A group of researchers have concluded that Tanzania has achieved a sizeable rate of reduction in child mortality between 2000 and 2004 as a result of the rapid increases in its healthcare budget.

Researchers at Tanzania’s Ifakara Health Research and Development Centre led by Dr. Hassan Mshinda, and colleagues analysed how Tanzania achieved this progress and asked whether it could be sustained in order for the country to meet the anti-poverty targets.

According to a study to be published in a special edition of the medical journal , the Lancet, the East African country is on target to meeting the UN Millennium Development Goals (MDG) target four.

Tanzania has made major progress on meeting the MDG – Goal Four on a two-thirds reduction in deaths among children under five between 1990 and 2015.

“Sound decision making on policies and adequate funding for them are making the difference,” UN Children Fund (UNICEF) said in a statement Friday.

UNICEF said whilst many African nations have made little or no progress towards meeting the MDG goal of reducing child deaths, Tanzania is on target.

The country has deployed a combination of key interventions in child health.

Tanzania would have reduced deaths among the children under five at the rate of 141 per 1,000 live births in 1990 to 47 per 1,000 by 2015, a reduction of two thirds.

The death rate was reduced by 24 per cent between 2000 and 2004. The results were achieved because Tanzania more than doubled its public expenditure on health.

“Such increased expenditure has been strongly correlated with increased survival in children younger than five years in developing countries, especially in poor people,” the researcher said.

Tanzania implemented policy shifts towards greater decentralization in 2000, by introducing grants that gave individual districts substantial financial resources .
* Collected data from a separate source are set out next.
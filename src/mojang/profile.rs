/// Profile and texture payloads returned by the identity service
use crate::{error::FetchError, identity::ProfileIdentity, resolution::ModelVariant};
use base64::{engine::general_purpose::STANDARD, Engine as _};
use serde::Deserialize;
use uuid::Uuid;

/// Name of the profile property carrying texture URLs
pub const TEXTURES_PROPERTY: &str = "textures";

/// `GET /users/profiles/minecraft/{name}` body
#[derive(Debug, Deserialize)]
pub struct NameLookupResponse {
    pub id: String,
    pub name: String,
}

impl NameLookupResponse {
    pub fn into_identity(self) -> Result<ProfileIdentity, FetchError> {
        let id = Uuid::parse_str(&self.id)
            .map_err(|e| FetchError::Internal(format!("Invalid profile id {}: {}", self.id, e)))?;
        Ok(ProfileIdentity::new(id, self.name))
    }
}

/// `GET /session/minecraft/profile/{id}` body
#[derive(Debug, Deserialize)]
pub struct SessionProfileResponse {
    pub id: String,
    pub name: String,
    #[serde(default)]
    pub properties: Vec<ProfileProperty>,
}

#[derive(Debug, Deserialize)]
pub struct ProfileProperty {
    pub name: String,
    pub value: String,
}

#[derive(Debug, Deserialize)]
struct TexturesPayload {
    #[serde(default)]
    textures: TextureUrls,
}

#[derive(Debug, Default, Deserialize)]
#[serde(rename_all = "UPPERCASE")]
struct TextureUrls {
    skin: Option<TextureEntry>,
    cape: Option<TextureEntry>,
    elytra: Option<TextureEntry>,
}

#[derive(Debug, Deserialize)]
struct TextureEntry {
    url: String,
    #[serde(default)]
    metadata: Option<TextureMetadata>,
}

#[derive(Debug, Deserialize)]
struct TextureMetadata {
    model: Option<String>,
}

/// Texture URLs advertised by a profile
#[derive(Debug, Clone, PartialEq, Eq)]
pub struct ProfileTextures {
    /// Absent when the account uses a default skin
    pub skin_url: Option<String>,
    pub model: ModelVariant,
    pub cape_url: Option<String>,
    pub elytra_url: Option<String>,
}

impl SessionProfileResponse {
    /// Decode the textures property, if the profile carries one
    pub fn textures(&self) -> Result<ProfileTextures, FetchError> {
        match self.properties.iter().find(|p| p.name == TEXTURES_PROPERTY) {
            Some(property) => decode_textures_property(&property.value),
            None => Err(FetchError::Internal(format!(
                "Profile {} has no textures property",
                self.id
            ))),
        }
    }
}

/// Decode a base64 `textures` property value
pub fn decode_textures_property(value: &str) -> Result<ProfileTextures, FetchError> {
    let decoded = STANDARD
        .decode(value.trim())
        .map_err(|e| FetchError::Internal(format!("Invalid textures encoding: {}", e)))?;
    let payload: TexturesPayload = serde_json::from_slice(&decoded)
        .map_err(|e| FetchError::Internal(format!("Invalid textures payload: {}", e)))?;

    let textures = payload.textures;
    let model = textures
        .skin
        .as_ref()
        .and_then(|s| s.metadata.as_ref())
        .and_then(|m| m.model.as_deref())
        .map(ModelVariant::from_model_name)
        .unwrap_or_default();

    Ok(ProfileTextures {
        skin_url: textures.skin.map(|s| s.url),
        model,
        cape_url: textures.cape.map(|c| c.url),
        elytra_url: textures.elytra.map(|e| e.url),
    })
}
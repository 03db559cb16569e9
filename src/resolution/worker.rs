/// Background fetch execution
///
/// Every fetch for every source runs on one sequential worker so remote
/// traffic stays serialized and bursts queue up instead of fanning out.
use crate::error::{EngineError, EngineResult};
use futures::future::BoxFuture;
use futures::FutureExt;
use parking_lot::Mutex;
use std::collections::VecDeque;
use std::panic::AssertUnwindSafe;
use tokio::runtime::Handle;
use tokio::sync::mpsc;
use tracing::{debug, error, info};

/// One unit of background fetch work
pub type FetchJob = BoxFuture<'static, ()>;

/// Accepts fetch jobs for background execution
pub trait FetchExecutor: Send + Sync {
    fn submit(&self, job: FetchJob) -> EngineResult<()>;
}

/// Single tokio task draining a job queue in order
#[derive(Clone)]
pub struct FetchWorker {
    sender: mpsc::UnboundedSender<FetchJob>,
}

impl FetchWorker {
    /// Start the worker on the current runtime
    pub fn spawn() -> Self {
        Self::spawn_on(&Handle::current())
    }

    /// Start the worker on a specific runtime
    pub fn spawn_on(handle: &Handle) -> Self {
        let (sender, receiver) = mpsc::unbounded_channel();
        handle.spawn(Self::run(receiver));
        info!("Texture fetch worker started");
        Self { sender }
    }

    async fn run(mut receiver: mpsc::UnboundedReceiver<FetchJob>) {
        while let Some(job) = receiver.recv().await {
            if AssertUnwindSafe(job).catch_unwind().await.is_err() {
                error!("Texture fetch job panicked");
            }
        }
        debug!("Texture fetch worker stopped");
    }
}

impl FetchExecutor for FetchWorker {
    fn submit(&self, job: FetchJob) -> EngineResult<()> {
        self.sender
            .send(job)
            .map_err(|_| EngineError::WorkerUnavailable)
    }
}

/// Queue drained explicitly by the owner
///
/// For hosts that pump background work from their own loop, and for tests.
#[derive(Default)]
pub struct ManualExecutor {
    queue: Mutex<VecDeque<FetchJob>>,
}

impl ManualExecutor {
    pub fn new() -> Self {
        Self::default()
    }

    pub fn pending(&self) -> usize {
        self.queue.lock().len()
    }

    /// Run the oldest queued job, returns false if the queue was empty
    pub async fn run_next(&self) -> bool {
        let job = self.queue.lock().pop_front();
        match job {
            Some(job) => {
                job.await;
                true
            }
            None => false,
        }
    }

    /// Run queued jobs until the queue is empty, returns how many ran
    pub async fn run_all(&self) -> usize {
        let mut ran = 0;
        while self.run_next().await {
            ran += 1;
        }
        ran
    }

    /// Drop every queued job without running it
    pub fn discard_all(&self) -> usize {
        let mut queue = self.queue.lock();
        let dropped = queue.len();
        queue.clear();
        dropped
    }
}

impl FetchExecutor for ManualExecutor {
    fn submit(&self, job: FetchJob) -> EngineResult<()> {
        self.queue.lock().push_back(job);
        Ok(())
    }
}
This opened opportunities for local problem-solving and allowed districts to selectively increase resources for key interventions.

The improved funding for rural healthcare was supplemented with increased coverage of key child-survival interventions, such as integrated management of childhood illness, insecticide-treated nets to prevent malaria, vitamin A supplementation .

“There is optimism that Tanzania can maintain this mortality reduction, since there are a number of child health interventions that have recently been implemented whose effects will have barely shown up in the latest estimates,” UNICEF said.

The country has scaled up its Prevention of Mother to Child Transmission (HIV) programme and antiretroviral therapy started in 2005.

The health authorities there have also stepped up access to improved antimalarial treatment through artemisinin combination therapy also started in 2007.

UNICEF believes all of these factors are expected to substantially reduce child mortality in the remaining years of Countdown to 2015.